By 1815 however, Napoleon had returned to Paris and once more the French army was on the march. The 1st Regiment of Foot was dispatched to the European Mainland where Napoleon was seeking to divide the allied British and Prussian armies before beating each in turn. Following an initial engagement at the Belgian village of Quatre Bras, Wellington withdrew to Waterloo where one of the most famous battles of all time would take place.

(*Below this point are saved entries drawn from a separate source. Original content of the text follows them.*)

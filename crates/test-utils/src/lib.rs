//! Shared test utilities for the plateau-bldg workspace.
//!
//! This crate provides common testing infrastructure including:
//! - Test data path helpers and skip macros for optional real PLATEAU files
//! - Synthetic CityGML documents and ZIP archives
//! - An in-process catalog and archive server
//! - Mesh and area-of-interest fixtures
//!
//! # Usage
//!
//! Add to your crate's `Cargo.toml`:
//!
//! ```toml
//! [dev-dependencies]
//! test-utils = { path = "../test-utils" }
//! ```
//!
//! Then import in your tests:
//!
//! ```ignore
//! use test_utils::{citygml_document, BuildingSpec, TestServer};
//! ```

pub mod citygml;
pub mod fixtures;
pub mod paths;
pub mod server;

pub use citygml::*;
pub use fixtures::*;
pub use paths::*;
pub use server::TestServer;

/// Macro to skip a test if the required file is not found.
///
/// Real PLATEAU deliveries are large and not checked in; tests against them
/// return early when the file is absent.
///
/// ```ignore
/// use test_utils::require_test_file;
///
/// #[test]
/// fn test_real_tile() {
///     let path = require_test_file!("53394611_bldg_6697_op.gml");
/// }
/// ```
#[macro_export]
macro_rules! require_test_file {
    ($name:expr) => {{
        match $crate::find_test_file($name) {
            Some(path) => path,
            None => {
                eprintln!(
                    "SKIPPED: Test file '{}' not found. Download test data or set TEST_DATA_DIR.",
                    $name
                );
                return;
            }
        }
    }};
}

/// Macro for approximate floating-point equality assertions.
///
/// ```ignore
/// use test_utils::assert_approx_eq;
///
/// assert_approx_eq!(35.6750001_f64, 35.675_f64, 1e-6); // passes
/// ```
#[macro_export]
macro_rules! assert_approx_eq {
    ($left:expr, $right:expr, $epsilon:expr) => {{
        let left: f64 = $left as f64;
        let right: f64 = $right as f64;
        let epsilon: f64 = $epsilon as f64;
        let diff = (left - right).abs();
        if diff > epsilon {
            panic!(
                "assertion failed: `(left ≈ right)`\n  left: `{:?}`,\n right: `{:?}`,\n  diff: `{:?}` > epsilon `{:?}`",
                left, right, diff, epsilon
            );
        }
    }};
}

#[cfg(test)]
mod tests {
    #[test]
    fn test_assert_approx_eq_passes() {
        assert_approx_eq!(139.7625001, 139.7625, 1e-6);
        assert_approx_eq!(0.0, 0.0, 0.0001);
    }

    #[test]
    #[should_panic(expected = "assertion failed")]
    fn test_assert_approx_eq_fails() {
        assert_approx_eq!(35.68, 35.675, 0.001);
    }
}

Although elements of the regiment had been involved throughout the battle, the biggest test came towards the end of the day when Napoleon launched his famed Imperial Guard into the battle. The 1st Regiment of Foot Guards faced the Grenadiers of the Imperial Guard and the French assault was stopped dead, resulting in the ultimate capitulation of the French Army. As a mark of honour to this famous victory, the regiment was renamed First or Grenadier Regiment of Foot Guards.
Crimea and Boer Wars
By the mid-1850s the regiment found itself in Russia where it would fight at the siege of Sebastopol and defence of Sandbag Battery. The latter action was a bloody affair indeed with the Brigade of Guards suffering heavy losses. The regiment was also present at actions in the Boer War
World War I
The bloodiest war in history took its toll on the Grenadier Guards. A mainstay of the British force, the regiment added The Marne, the Aisne, Ypres (twice), Loos, the Somme, Cambrai, Arras, Hazebrouck and the Hindenburgh Line to its list of honours but at a high cost. The 4 years of war cost the regiment 12,000 casualties.
World War II
World War II saw an expansion of the regiment to 6 Battalions. The 1st, 2nd and 4rd Battalions of the regiment re-created the steadfast retreats of the Low Countries and Penisular Wars when retreating to Dunkirk in1940. The regiment also featured heavily in North Africa and Italy where the 3rd, 5th and 6th Battalions saw action. The 1st, 2nd and 4th Batallions partook in the invasion of France and advance on Germany.
1991 Gulf War and beyond
After World War II, the regiment was invovled in many of the smaller and lesser known conflicts as well carrying out the honour of guarding Queen Elizabeth II. It was also fought in the 1991 Gulf War and has subsequently served in Northern Ireland and again in Iraq in 2006. Most recently, the Grenadier Guards have deployed troops to Afghanistan. Since 1656 the regiment has gained 79 battle honours, 13 members have been awarded the Victoria Cross and 1 the George Cross. The regiment, which is the senior infantry regiment of the British Army remains a proud and loyal unit, famed for their discipline and steadfast ability in both combat and ceremonial duties.